Chu Jiangyue montó una tienda con la ayuda de Shen Zhigui y los demás.
Shen Zhigui colocó la tienda de Chu Jiangyue en una esquina, contra la pared, y luego puso las cinco tiendas de ellos alrededor, protegiendo muy eficazmente la tienda de Chu Jiangyue en la parte interior.
Chu Jiangyue le dio en secreto un pulgar hacia arriba a Shen Zhigui por este comportamiento, reconociéndolo como un caballero que sabía cómo proteger a las chicas.
Pronto, todos terminaron de montar sus tiendas y Song Chengjun comenzó a organizar la cena para esa noche.
De hecho, se habían saltado el almuerzo para apresurarse en la autopista y aún no habían cenado.
Aunque era tarde, llenarse el estómago era una prioridad absoluta en el apocalipsis.
Aunque el grupo comía en equipos pequeños, Chu Jiangyue comió con Shen Zhigui y otros cuatro.
Los demás comían generalmente en sus respectivos equipos.
Zheng Wen’an, que no pertenecía a ningún equipo, se unió con descaro al equipo de Song Chengjun.
Como fue idea suya iniciar el viaje, Song Chengjun no pudo negarse, pero para evitar objeciones, ofreció un plato de carne.
Era algo que había comprado en el Hotel Jianglin, con la intención de comerlo en el camino.
Después de comer y organizar las guardias nocturnas, todos regresaron a sus respectivas tiendas para dormir.
Chu Jiangyue metió a su pequeño tigre en su tienda.
Las guardias nocturnas consistían en dos personas por turno; la primera mitad de la noche la vigilaban Shen Zhigui y Jin Churan, y la segunda mitad, Song Chengjun y Zheng Wen’an.
El arreglo fue el resultado de que nadie quería hacer equipo con Zheng Wen’an, así que Song Chengjun tuvo que sacrificarse.
La primera mitad de la noche transcurrió sin incidentes.
Cuando llegó la hora de cambiar de turno, Song Chengjun salió de su tienda a tiempo, pero Zheng Wen’an no aparecía por ningún lado.
—¿Estás solo?
Shen Zhigui miró detrás de Song Chengjun, pero no encontró a Zheng Wen’an.
—Iré a llamarlo.
Basándose en la pereza de Zheng Wen’an durante la lucha contra los zombis, Song Chengjun sospechó que quería librarse de la guardia nocturna.
Aunque había aceptado voluntariamente durante la planificación, a la hora del turno había desaparecido, lo que hizo que Song Chengjun se arrepintiera de no haber investigado sus antecedentes antes de elegirlo.

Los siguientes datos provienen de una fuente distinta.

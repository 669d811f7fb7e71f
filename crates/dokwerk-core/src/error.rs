// SPDX-License-Identifier: PMPL-1.0-or-later
// Copyright (c) 2026 Jonathan D.A. Jewell (hyperpolymath) <jonathan.jewell@open.ac.uk>
//
// Unified error types for Dokwerk.

use std::fmt;

use chrono::{DateTime, Utc};
use serde::{Deserialize, Serialize};
use thiserror::Error;

use crate::types::DocumentFormat;

/// Top-level error type for all Dokwerk operations.
#[derive(Debug, Error)]
pub enum DokwerkError {
    // -- Validation --
    #[error("no conversion path from {from} to {to}")]
    UnsupportedConversion {
        from: DocumentFormat,
        to: DocumentFormat,
    },

    #[error("document is already in {0} format")]
    NoOpConversion(DocumentFormat),

    #[error("invalid parameter: {0}")]
    InvalidParameter(String),

    #[error("upload of {size} bytes exceeds the {limit} byte limit")]
    PayloadTooLarge { size: u64, limit: u64 },

    #[error("not a PDF: {0}")]
    NotAPdf(String),

    #[error("unsupported image format: {0}")]
    UnsupportedImageFormat(String),

    // -- Artifacts --
    #[error("source unreadable: {0}")]
    SourceUnreadable(String),

    #[error("failed to write output: {0}")]
    WriteFailure(String),

    // -- Engines --
    #[error("PDF could not be parsed: {0}")]
    PdfParse(String),

    #[error("text recognition failed: {0}")]
    Recognition(String),

    #[error("recognition worker could not be started: {0}")]
    WorkerInit(String),

    // -- Quota / identity --
    #[error("monthly request limit of {limit} reached ({used} used); resets at {reset_at}")]
    QuotaExceeded {
        limit: u64,
        used: u64,
        reset_at: DateTime<Utc>,
    },

    #[error("quota store unavailable: {0}")]
    QuotaUnavailable(String),

    #[error("unauthenticated: {0}")]
    Unauthenticated(String),

    // -- Storage / persistence --
    #[error("database error: {0}")]
    Database(String),

    #[error("file I/O error: {0}")]
    Io(#[from] std::io::Error),

    #[error("serialization error: {0}")]
    Serialization(#[from] serde_json::Error),
}

/// Alias used throughout the codebase.
pub type Result<T> = std::result::Result<T, DokwerkError>;

/// Coarse error classes used to pick a transport status code.
#[derive(Debug, Clone, Copy, PartialEq, Eq, Hash, Serialize, Deserialize)]
#[serde(rename_all = "snake_case")]
pub enum ErrorKind {
    /// Bad or missing parameters, unsupported formats, no-op conversions.
    Validation,
    /// Unreadable or unwritable artifacts, filesystem exhaustion.
    Resource,
    /// Failure inside a conversion, compression, or recognition library.
    Engine,
    QuotaExceeded,
    /// The usage store could not be consulted and the policy is fail-closed.
    QuotaUnavailable,
    Unauthenticated,
}

impl ErrorKind {
    /// HTTP-equivalent status code for the transport layer.
    pub fn status_code(&self) -> u16 {
        match self {
            Self::Validation => 400,
            Self::Unauthenticated => 401,
            Self::QuotaExceeded => 429,
            Self::Resource | Self::Engine => 500,
            Self::QuotaUnavailable => 503,
        }
    }
}

impl DokwerkError {
    pub fn kind(&self) -> ErrorKind {
        match self {
            Self::UnsupportedConversion { .. }
            | Self::NoOpConversion(_)
            | Self::InvalidParameter(_)
            | Self::PayloadTooLarge { .. }
            | Self::NotAPdf(_)
            | Self::UnsupportedImageFormat(_) => ErrorKind::Validation,
            Self::SourceUnreadable(_)
            | Self::WriteFailure(_)
            | Self::Database(_)
            | Self::Io(_)
            | Self::Serialization(_) => ErrorKind::Resource,
            Self::PdfParse(_) | Self::Recognition(_) | Self::WorkerInit(_) => ErrorKind::Engine,
            Self::QuotaExceeded { .. } => ErrorKind::QuotaExceeded,
            Self::QuotaUnavailable(_) => ErrorKind::QuotaUnavailable,
            Self::Unauthenticated(_) => ErrorKind::Unauthenticated,
        }
    }

    /// Stable machine-readable identifier for this failure.
    pub fn code(&self) -> &'static str {
        match self {
            Self::UnsupportedConversion { .. } => "unsupported_conversion",
            Self::NoOpConversion(_) => "no_op_conversion",
            Self::InvalidParameter(_) => "invalid_parameter",
            Self::PayloadTooLarge { .. } => "payload_too_large",
            Self::NotAPdf(_) => "not_a_pdf",
            Self::UnsupportedImageFormat(_) => "unsupported_image_format",
            Self::SourceUnreadable(_) => "source_unreadable",
            Self::WriteFailure(_) => "write_failure",
            Self::PdfParse(_) => "parse_failure",
            Self::Recognition(_) => "recognition_failure",
            Self::WorkerInit(_) => "worker_init_failure",
            Self::QuotaExceeded { .. } => "quota_exceeded",
            Self::QuotaUnavailable(_) => "quota_unavailable",
            Self::Unauthenticated(_) => "unauthenticated",
            Self::Database(_) => "database_error",
            Self::Io(_) => "io_error",
            Self::Serialization(_) => "serialization_error",
        }
    }
}

/// Pipeline stage an error surfaced from.
#[derive(Debug, Clone, Copy, PartialEq, Eq, Hash, Serialize, Deserialize)]
#[serde(rename_all = "snake_case")]
pub enum Stage {
    Validation,
    Conversion,
    Compression,
    Recognition,
}

impl fmt::Display for Stage {
    fn fmt(&self, f: &mut fmt::Formatter<'_>) -> fmt::Result {
        f.write_str(match self {
            Self::Validation => "validation",
            Self::Conversion => "conversion",
            Self::Compression => "compression",
            Self::Recognition => "recognition",
        })
    }
}

/// An engine error annotated with the stage that produced it.
///
/// The wrapped error keeps its kind; the stage is context only.
#[derive(Debug, Error)]
#[error("{stage} stage failed: {error}")]
pub struct StageError {
    pub stage: Stage,
    #[source]
    pub error: DokwerkError,
}

impl StageError {
    pub fn new(stage: Stage, error: DokwerkError) -> Self {
        Self { stage, error }
    }

    pub fn kind(&self) -> ErrorKind {
        self.error.kind()
    }
}
// SPDX-License-Identifier: PMPL-1.0-or-later
// Copyright (c) 2026 Jonathan D.A. Jewell (hyperpolymath) <jonathan.jewell@open.ac.uk>
//
// PDF writer — lay plain text onto fixed-size pages using `printpdf` 0.8.
//
// The layout is an approximation, not metric-accurate typesetting: a line's
// rendered width is estimated as `chars * glyph_width_factor * font_size`,
// words are packed greedily while that estimate stays under the usable width,
// and a new page starts when the baseline would drop below the bottom margin.

use std::path::Path;

use dokwerk_core::PaperSize;
use dokwerk_core::error::{DokwerkError, Result};
use printpdf::{
    BuiltinFont, Mm, Op, PdfDocument, PdfPage, PdfSaveOptions, PdfWarnMsg, Point, Pt, TextItem,
};
use tracing::{debug, info, instrument};

/// Typographic constants for the text re-flow.
#[derive(Debug, Clone, Copy, PartialEq)]
pub struct TextLayout {
    pub font_size_pt: f32,
    pub line_height_pt: f32,
    /// Same margin on all four sides.
    pub margin_pt: f32,
    /// Average glyph width as a fraction of the font size.
    pub glyph_width_factor: f32,
}

impl Default for TextLayout {
    fn default() -> Self {
        Self {
            font_size_pt: 12.0,
            line_height_pt: 14.4,
            margin_pt: 50.0,
            glyph_width_factor: 0.6,
        }
    }
}

impl TextLayout {
    /// Estimated rendered width of `chars` characters, in points.
    pub fn estimated_width(&self, chars: usize) -> f32 {
        chars as f32 * self.glyph_width_factor * self.font_size_pt
    }

    /// Largest character count whose estimated width stays under `width`.
    fn max_chars(&self, width: f32) -> usize {
        let glyph = self.glyph_width_factor * self.font_size_pt;
        ((width / glyph).ceil() as usize).saturating_sub(1).max(1)
    }
}

/// One line of text placed at a baseline position on a page.
#[derive(Debug, Clone, PartialEq)]
pub struct PlacedLine {
    pub text: String,
    pub x_pt: f32,
    pub y_pt: f32,
}

/// Creates PDF documents from plain text.
pub struct PdfWriter {
    paper_size: PaperSize,
    layout: TextLayout,
    /// Title metadata embedded in the PDF /Info dictionary.
    title: Option<String>,
}

impl PdfWriter {
    pub fn new(paper_size: PaperSize) -> Self {
        Self {
            paper_size,
            layout: TextLayout::default(),
            title: None,
        }
    }

    /// Create a new writer defaulting to A4.
    pub fn a4() -> Self {
        Self::new(PaperSize::A4)
    }

    pub fn set_title(&mut self, title: impl Into<String>) {
        self.title = Some(title.into());
    }

    /// Paper dimensions in printpdf's Mm units.
    fn page_dimensions(&self) -> (Mm, Mm) {
        let (w_mm, h_mm) = self.paper_size.dimensions_mm();
        (Mm(w_mm as f32), Mm(h_mm as f32))
    }

    /// Lay `text` out into pages of placed lines without rendering anything.
    pub fn layout_pages(&self, text: &str) -> Vec<Vec<PlacedLine>> {
        let (page_w, page_h) = self.page_dimensions();
        let usable_width = page_w.into_pt().0 - 2.0 * self.layout.margin_pt;
        let lines = wrap_text(text, &self.layout, usable_width);
        paginate(lines, &self.layout, page_h.into_pt().0)
    }

    /// Render `text` as a PDF and return the serialised bytes.
    ///
    /// Uses the built-in Helvetica font, so only characters in its encoding
    /// render faithfully.
    #[instrument(skip(self, text), fields(text_len = text.len()))]
    pub fn create_from_text(&self, text: &str) -> Result<Vec<u8>> {
        let (page_w, page_h) = self.page_dimensions();
        let title = self.title.as_deref().unwrap_or("Dokwerk Document");

        info!(paper = ?self.paper_size, title, "Creating text PDF");

        let placed = self.layout_pages(text);
        let font_size = Pt(self.layout.font_size_pt);

        let pages: Vec<PdfPage> = placed
            .iter()
            .map(|lines| {
                let mut ops: Vec<Op> = Vec::with_capacity(lines.len() * 5);
                for line in lines.iter().filter(|l| !l.text.is_empty()) {
                    ops.push(Op::StartTextSection);
                    ops.push(Op::SetTextCursor {
                        pos: Point {
                            x: Pt(line.x_pt),
                            y: Pt(line.y_pt),
                        },
                    });
                    ops.push(Op::SetFontSizeBuiltinFont {
                        size: font_size,
                        font: BuiltinFont::Helvetica,
                    });
                    ops.push(Op::WriteTextBuiltinFont {
                        items: vec![TextItem::Text(line.text.clone())],
                        font: BuiltinFont::Helvetica,
                    });
                    ops.push(Op::EndTextSection);
                }
                PdfPage::new(page_w, page_h, ops)
            })
            .collect();

        let mut doc = PdfDocument::new(title);
        doc.with_pages(pages);

        debug!(pages = doc.pages.len(), "Text layout complete");

        let mut warnings: Vec<PdfWarnMsg> = Vec::new();
        let output = doc.save(&PdfSaveOptions::default(), &mut warnings);
        if !warnings.is_empty() {
            debug!(warnings = warnings.len(), "printpdf reported warnings");
        }

        Ok(output)
    }

    /// Render `text` and write the PDF to `path`.
    pub fn write_text_to_file(&self, text: &str, path: impl AsRef<Path>) -> Result<()> {
        let bytes = self.create_from_text(text)?;
        std::fs::write(path.as_ref(), &bytes).map_err(|err| {
            DokwerkError::WriteFailure(format!("{}: {err}", path.as_ref().display()))
        })?;
        info!("Wrote text PDF to {}", path.as_ref().display());
        Ok(())
    }
}

// -- Layout helpers -----------------------------------------------------------

/// Greedy word wrap against the estimated line width.
///
/// Newlines separate paragraphs; an empty paragraph yields a blank line.
/// Words that alone exceed the width are broken on character boundaries.
fn wrap_text(text: &str, layout: &TextLayout, usable_width: f32) -> Vec<String> {
    let max_chars = layout.max_chars(usable_width);
    let mut result = Vec::new();

    for paragraph in text.split('\n') {
        let mut current = String::new();
        let mut current_chars = 0usize;
        let mut any_word = false;

        for word in paragraph.split_whitespace() {
            any_word = true;
            let word_chars = word.chars().count();

            let candidate_chars = if current.is_empty() {
                word_chars
            } else {
                current_chars + 1 + word_chars
            };
            if layout.estimated_width(candidate_chars) < usable_width {
                if !current.is_empty() {
                    current.push(' ');
                }
                current.push_str(word);
                current_chars = candidate_chars;
                continue;
            }

            if !current.is_empty() {
                result.push(std::mem::take(&mut current));
                current_chars = 0;
            }

            if word_chars > max_chars {
                let chars: Vec<char> = word.chars().collect();
                let mut chunks = chars.chunks(max_chars).peekable();
                while let Some(chunk) = chunks.next() {
                    let piece: String = chunk.iter().collect();
                    if chunks.peek().is_some() {
                        result.push(piece);
                    } else {
                        current_chars = chunk.len();
                        current = piece;
                    }
                }
            } else {
                current.push_str(word);
                current_chars = word_chars;
            }
        }

        if !current.is_empty() {
            result.push(current);
        } else if !any_word {
            result.push(String::new());
        }
    }

    result
}

/// Assign baselines top-down, starting a new page whenever the next baseline
/// would fall below the bottom margin. Always returns at least one page.
fn paginate(lines: Vec<String>, layout: &TextLayout, page_height: f32) -> Vec<Vec<PlacedLine>> {
    let top = page_height - layout.margin_pt;
    let mut pages: Vec<Vec<PlacedLine>> = vec![Vec::new()];
    let mut y = top;

    for text in lines {
        if y < layout.margin_pt {
            pages.push(Vec::new());
            y = top;
        }
        if let Some(page) = pages.last_mut() {
            page.push(PlacedLine {
                text,
                x_pt: layout.margin_pt,
                y_pt: y,
            });
        }
        y -= layout.line_height_pt;
    }

    pages
}
// SPDX-License-Identifier: PMPL-1.0-or-later
// Copyright (c) 2026 Jonathan D.A. Jewell (hyperpolymath) <jonathan.jewell@open.ac.uk>
//
// DOCX writer — emits the smallest package Word and LibreOffice accept:
// content types, the package relationship, and a body of plain paragraphs.

use std::io::{Cursor, Write};
use std::path::Path;

use dokwerk_core::error::{DokwerkError, Result};
use tracing::{debug, instrument};
use zip::CompressionMethod;
use zip::write::{FileOptions, ZipWriter};

use super::DOCUMENT_PART;

const CONTENT_TYPES: &str = r#"<?xml version="1.0" encoding="UTF-8" standalone="yes"?>
<Types xmlns="http://schemas.openxmlformats.org/package/2006/content-types"><Default Extension="rels" ContentType="application/vnd.openxmlformats-package.relationships+xml"/><Default Extension="xml" ContentType="application/xml"/><Override PartName="/word/document.xml" ContentType="application/vnd.openxmlformats-officedocument.wordprocessingml.document.main+xml"/></Types>"#;

const PACKAGE_RELS: &str = r#"<?xml version="1.0" encoding="UTF-8" standalone="yes"?>
<Relationships xmlns="http://schemas.openxmlformats.org/package/2006/relationships"><Relationship Id="rId1" Type="http://schemas.openxmlformats.org/officeDocument/2006/relationships/officeDocument" Target="word/document.xml"/></Relationships>"#;

const DOCUMENT_OPEN: &str = r#"<?xml version="1.0" encoding="UTF-8" standalone="yes"?>
<w:document xmlns:w="http://schemas.openxmlformats.org/wordprocessingml/2006/main"><w:body>"#;

const DOCUMENT_CLOSE: &str = "</w:body></w:document>";

/// Builds a DOCX out of plain-text paragraphs.
#[derive(Debug, Clone, Default)]
pub struct DocxWriter {
    paragraphs: Vec<String>,
}

impl DocxWriter {
    pub fn new() -> Self {
        Self::default()
    }

    /// One paragraph per line of `text`.
    pub fn from_text(text: &str) -> Self {
        Self {
            paragraphs: text.lines().map(str::to_string).collect(),
        }
    }

    pub fn push_paragraph(&mut self, text: impl Into<String>) -> &mut Self {
        self.paragraphs.push(text.into());
        self
    }

    pub fn paragraph_count(&self) -> usize {
        self.paragraphs.len()
    }

    /// The `word/document.xml` part.
    pub fn document_xml(&self) -> String {
        let mut xml = String::from(DOCUMENT_OPEN);
        for paragraph in &self.paragraphs {
            xml.push_str("<w:p>");
            if !paragraph.is_empty() {
                xml.push_str("<w:r>");
                for (i, segment) in paragraph.split('\t').enumerate() {
                    if i > 0 {
                        xml.push_str("<w:tab/>");
                    }
                    if !segment.is_empty() {
                        xml.push_str(r#"<w:t xml:space="preserve">"#);
                        escape_into(&mut xml, segment);
                        xml.push_str("</w:t>");
                    }
                }
                xml.push_str("</w:r>");
            }
            xml.push_str("</w:p>");
        }
        xml.push_str(DOCUMENT_CLOSE);
        xml
    }

    /// Serialise the package.
    #[instrument(skip(self), fields(paragraphs = self.paragraphs.len()))]
    pub fn to_bytes(&self) -> Result<Vec<u8>> {
        let mut zip = ZipWriter::new(Cursor::new(Vec::new()));
        let options = FileOptions::default().compression_method(CompressionMethod::Deflated);

        let parts = [
            ("[Content_Types].xml", CONTENT_TYPES.to_string()),
            ("_rels/.rels", PACKAGE_RELS.to_string()),
            (DOCUMENT_PART, self.document_xml()),
        ];
        for (name, body) in &parts {
            zip.start_file(*name, options)
                .map_err(|err| DokwerkError::WriteFailure(format!("{name}: {err}")))?;
            zip.write_all(body.as_bytes())
                .map_err(|err| DokwerkError::WriteFailure(format!("{name}: {err}")))?;
        }

        let cursor = zip
            .finish()
            .map_err(|err| DokwerkError::WriteFailure(format!("cannot finish DOCX: {err}")))?;
        let bytes = cursor.into_inner();
        debug!(bytes = bytes.len(), "DOCX package built");
        Ok(bytes)
    }

    pub fn write_to_file(&self, path: impl AsRef<Path>) -> Result<()> {
        let bytes = self.to_bytes()?;
        std::fs::write(path.as_ref(), bytes).map_err(|err| {
            DokwerkError::WriteFailure(format!("{}: {err}", path.as_ref().display()))
        })
    }
}

fn escape_into(out: &mut String, text: &str) {
    for c in text.chars() {
        match c {
            '&' => out.push_str("&amp;"),
            '<' => out.push_str("&lt;"),
            '>' => out.push_str("&gt;"),
            '"' => out.push_str("&quot;"),
            '\'' => out.push_str("&apos;"),
            c => out.push(c),
        }
    }
}
//! Runs named tests, each on a fresh simulation, and reports the results.

use futures::future::BoxFuture;
use prettytable::{Cell, Row, Table};
use std::cell::RefCell;
use std::future::Future;
use std::path::Path;
use std::time;

use crate::config::TbConfig;
use crate::device::Device;
use crate::executor;
use crate::junit;
use crate::native;
use crate::prelude::*;
use crate::scoreboard::Verdict;
use crate::testbench::clock;
use crate::trigger;

pub type TestFn = fn(SimObject, TbConfig) -> BoxFuture<'static, TbResult<Verdict>>;

thread_local! {
    // first error raised by a background task of the running test
    static FAILURE: RefCell<Option<TbError>> = const { RefCell::new(None) };
}

/// Fails the running test. Only the first failure is kept.
pub fn fail_test(err: TbError) {
    SIM_IF.log(&format!("Test failed: {}", err));
    FAILURE.with(|f| {
        f.borrow_mut().get_or_insert(err);
    });
}

fn has_failed() -> bool {
    FAILURE.with(|f| f.borrow().is_some())
}

fn take_failure() -> Option<TbError> {
    FAILURE.with(|f| f.borrow_mut().take())
}

/// Spawns a background task whose error fails the running test.
pub(crate) fn spawn_checked(
    name: &str,
    future: impl Future<Output = TbResult> + Send + 'static,
) -> JoinHandle<()> {
    Task::spawn(
        async move {
            if let Err(e) = future.await {
                fail_test(e);
            }
        },
        name,
    )
}

#[derive(Clone)]
pub struct TestCase {
    pub name: String,
    pub test: TestFn,
}

impl TestCase {
    pub fn new(name: &str, test: TestFn) -> Self {
        TestCase { name: name.to_string(), test }
    }
}

#[derive(Debug)]
pub struct TestReport {
    pub name: String,
    pub result: TbResult<Verdict>,
    pub time_secs: f64,
    pub sim_time_ns: f64,
}

impl TestReport {
    pub fn passed(&self) -> bool {
        matches!(&self.result, Ok(verdict) if verdict.passed())
    }

    /// Why the test failed, `None` if it passed.
    pub fn failure_message(&self) -> Option<String> {
        match &self.result {
            Err(e) => Some(e.to_string()),
            Ok(verdict) if !verdict.passed() => {
                let reasons: Vec<_> = verdict.failures().iter().map(|f| f.to_string()).collect();
                Some(reasons.join("\n"))
            }
            Ok(_) => None,
        }
    }

    pub fn result_str(&self) -> &'static str {
        match self.passed() {
            true => "passed",
            false => "failed",
        }
    }
}

/// Runs one test against `device`: elaborate, start the clock, run until the test
/// finishes, fails or hits the time limit, then tear everything down.
pub fn run_test(case: &TestCase, device: Box<dyn Device>, config: &TbConfig) -> TestReport {
    let time_start = time::Instant::now();
    let clock_name = device.clock().to_string();
    let (result, sim_time_ns) = match config.validate().and_then(|()| native::init(device)) {
        Ok(root) => {
            SIM_IF.log(&format!("Running test {}", case.name));
            let result = execute(case, root, &clock_name, config);
            let sim_time_ns = SIM_IF.get_sim_time(TimeUnit::Ns);
            tear_down_test();
            (result, sim_time_ns)
        }
        Err(e) => (Err(e), 0.0),
    };
    let report = TestReport {
        name: case.name.clone(),
        result,
        time_secs: time_start.elapsed().as_secs_f64(),
        sim_time_ns,
    };
    if let Some(msg) = report.failure_message() {
        SIM_IF.log(&format!("TEST {} failed: {}", report.name, msg));
    }
    report
}

fn execute(case: &TestCase, root: SimObject, clock_name: &str, config: &TbConfig) -> TbResult<Verdict> {
    spawn_checked("clock", clock(root.c(clock_name)?, config.clock_period_ns, TimeUnit::Ns));
    let outcome: TbObj<Option<TbResult<Verdict>>> = TbObj::new(None);
    let o = outcome.clone();
    let test = (case.test)(root, config.clone());
    Task::spawn(
        async move {
            let result = test.await;
            o.with_mut(|slot| *slot = Some(result));
        },
        &case.name,
    );
    let limit = SIM_IF.get_sim_steps(config.timeout_ns, TimeUnit::Ns)?;
    let run = native::run_until(|| outcome.get().is_some() || has_failed(), limit);
    let failure = take_failure();
    let outcome = outcome.with_mut(Option::take);
    match (failure, outcome) {
        (Some(e), _) => Err(e),
        (None, Some(result)) => result,
        // the run only stops early on an error
        (None, None) => run.and(Err(TbError::Cancelled(case.name.clone()))),
    }
}

fn tear_down_test() {
    let reaped = executor::reap_all();
    if let Err(e) = trigger::cancel_all_triggers() {
        SIM_IF.log(&format!("Warning: {}", e));
    }
    if reaped > 0 {
        SIM_IF.log(&format!("Reaped {} background tasks", reaped));
    }
    native::shutdown();
    take_failure();
}

pub struct TestSuite {
    pub name: String,
    cases: Vec<TestCase>,
}

impl TestSuite {
    pub fn new(name: &str) -> Self {
        TestSuite { name: name.to_string(), cases: Vec::new() }
    }

    pub fn add(mut self, name: &str, test: TestFn) -> Self {
        self.cases.push(TestCase::new(name, test));
        self
    }

    pub fn cases(&self) -> &[TestCase] {
        &self.cases
    }

    /// Runs every test on its own freshly built device.
    pub fn run(&self, device: fn() -> Box<dyn Device>, config: &TbConfig) -> SuiteReport {
        let time_start = time::Instant::now();
        let reports = self
            .cases
            .iter()
            .map(|case| run_test(case, device(), config))
            .collect();
        SuiteReport {
            name: self.name.clone(),
            reports,
            time_secs: time_start.elapsed().as_secs_f64(),
        }
    }
}

pub struct SuiteReport {
    pub name: String,
    pub reports: Vec<TestReport>,
    pub time_secs: f64,
}

impl SuiteReport {
    pub fn passed(&self) -> bool {
        self.reports.iter().all(TestReport::passed)
    }

    pub fn failed_count(&self) -> usize {
        self.reports.iter().filter(|r| !r.passed()).count()
    }

    pub fn summary_table(&self) -> Table {
        let mut table = Table::new();
        table.set_titles(Row::new(
            ["Test", "Result", "Time (s)", "SimTime (ns)", "SimSpeed (ns/s)", "Verdict"]
                .iter()
                .map(|t| Cell::new(t))
                .collect(),
        ));
        for r in &self.reports {
            let verdict = match &r.result {
                Ok(v) => v.summary(),
                Err(e) => e.to_string(),
            };
            table.add_row(Row::new(vec![
                Cell::new(&r.name),
                Cell::new(r.result_str()),
                Cell::new(&format!("{:.3}", r.time_secs)),
                Cell::new(&format!("{}", r.sim_time_ns)),
                Cell::new(&format!("{:.3}", r.sim_time_ns / r.time_secs.max(f64::EPSILON))),
                Cell::new(&verdict),
            ]));
        }
        table
    }

    pub fn print_summary(&self) {
        self.summary_table().printstd();
        let sim_time: f64 = self.reports.iter().map(|r| r.sim_time_ns).sum();
        SIM_IF.log("TOTAL SIMULATION");
        SIM_IF.log(&format!("Simulation time: {} ns", sim_time));
        SIM_IF.log(&format!("Real time: {:.3} s", self.time_secs));
        SIM_IF.log(&format!(
            "{}: {} of {} tests passed",
            self.name,
            self.reports.len() - self.failed_count(),
            self.reports.len()
        ));
    }

    pub fn write_junit(&self, path: impl AsRef<Path>) -> TbResult {
        junit::write_junit_xml(self, path.as_ref())
    }
}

Song Chengjun se dio la vuelta para buscar la tienda de Zheng Wen’an y lo llamó durante un rato antes de que la persona de dentro finalmente abriera la cremallera de la tienda.
—Lo siento, me quedé dormido.
Ya me levanto.
Zheng Wen’an salió rápidamente con disculpas, bloqueando la reprimenda que Song Chengjun pretendía darle en su garganta, sin poder escupirla ni tragarla.
—Date prisa, ya nos has retrasado bastante tiempo.
—De verdad lo siento, prestaré más atención la próxima vez.
Zheng Wen’an se disculpó de nuevo, pero la expresión de Song Chengjun no se suavizó mucho.